La pauvre femme avait tort de craindre. Depuis vingt et un ans, elle était bien changée. Elle avait tant souffert ! Elle avait tant pleuré !

On atteignit Chevry.

À mesure que l’évadée de Clermont s’approchait de la cure, elle sentait son émotion grandir. C’est qu’en même temps que Chevry lui rappelait le passé terrible, il remettait sous ses yeux son cher enfant laissé aux mains du vieux prêtre qui lui avait ouvert sa maison. Jeanne reconnut la grille du premier coup d’œil. Elle se souvint du jour où elle avait sonné à cette grille, puis était tombée à demi évanouie dans la poussière du chemin. Elle traversa la chaussée et sonna. Une vieille servante vint lui ouvrir.

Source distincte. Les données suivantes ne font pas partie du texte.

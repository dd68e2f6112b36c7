#![deny(missing_docs)]
//! Shared logging utilities for the dashboard workspace.
//!
//! This crate provides the `store_*` logging macros used across the codebase
//! and a minimal test initializer for the global logger. Every line emitted
//! through the macros is prefixed with the store's current dispatch sequence
//! number (`[d42] ...`) so log output can be correlated with the message that
//! produced it.

use std::cell::Cell;

thread_local! {
    /// Thread-local storage for the current dispatch sequence number.
    static DISPATCH_SEQ: Cell<u64> = const { Cell::new(0) };
}

/// Sets the dispatch sequence number for the current thread.
/// The store calls this once per dispatched message.
pub fn set_dispatch_seq(seq: u64) {
    DISPATCH_SEQ.with(|v| v.set(seq));
}

/// Retrieves the dispatch sequence number for the current thread.
/// Returns 0 outside of any dispatch.
pub fn dispatch_seq() -> u64 {
    DISPATCH_SEQ.with(|v| v.get())
}

/// Logs a trace-level message, tagged with the dispatch sequence.
#[macro_export]
macro_rules! store_trace {
    ($($arg:tt)*) => {{
        log::trace!("[d{}] {}", $crate::dispatch_seq(), format_args!($($arg)*));
    }};
}

/// Logs a debug-level message, tagged with the dispatch sequence.
#[macro_export]
macro_rules! store_debug {
    ($($arg:tt)*) => {{
        log::debug!("[d{}] {}", $crate::dispatch_seq(), format_args!($($arg)*));
    }};
}

/// Logs an info-level message, tagged with the dispatch sequence.
#[macro_export]
macro_rules! store_info {
    ($($arg:tt)*) => {{
        log::info!("[d{}] {}", $crate::dispatch_seq(), format_args!($($arg)*));
    }};
}

/// Logs a warn-level message, tagged with the dispatch sequence.
#[macro_export]
macro_rules! store_warn {
    ($($arg:tt)*) => {{
        log::warn!("[d{}] {}", $crate::dispatch_seq(), format_args!($($arg)*));
    }};
}

/// Logs an error-level message, tagged with the dispatch sequence.
#[macro_export]
macro_rules! store_error {
    ($($arg:tt)*) => {{
        log::error!("[d{}] {}", $crate::dispatch_seq(), format_args!($($arg)*));
    }};
}

/// Initializes a simple terminal logger for use in unit tests.
///
/// This safely no-ops if another logger has already been initialized.
pub fn initialize_for_tests() {
    use simplelog::{ColorChoice, CombinedLogger, Config, TermLogger, TerminalMode};

    // Use debug level in debug builds, info in release builds.
    let level = if cfg!(debug_assertions) {
        log::LevelFilter::Debug
    } else {
        log::LevelFilter::Info
    };

    // Ignore the error if a logger was already set by another test.
    let _ = CombinedLogger::init(vec![TermLogger::new(
        level,
        Config::default(),
        TerminalMode::Mixed,
        ColorChoice::Auto,
    )]);
}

« Qu’est-ce qu’il y a pour votre service ? demanda-t-elle.

– Je voudrais voir M. le curé de Chevry, répondit Jeanne.

– M. le curé dit les vêpres. Il faut aller à l’église. »

Jeanne se dirigea vers l’église… Les vêpres s’achevaient. Peu à peu les fidèles se retirèrent. Le curé sortit le dernier. Jeanne s’avança vers lui.

« Pardon, monsieur le curé… balbutia-t-elle, je voudrais vous parler… Je viens de Paris exprès.

– Eh bien, suivez-moi à la sacristie… »

Jeanne obéit et, un instant après, reprit l’entretien en disant :

« J’ai été chargée de vous demander quelques renseignements.

– Des renseignements ! répéta le prêtre. À quel sujet ?

– Au sujet de votre prédécesseur, en 1861.

– Vous voulez parler du vénérable abbé Laugier, mon enfant ? Celui que j’ai remplacé. Il est mort pendant l’année de la guerre et je suis ici depuis 1871.

– N’avait-il pas une sœur ?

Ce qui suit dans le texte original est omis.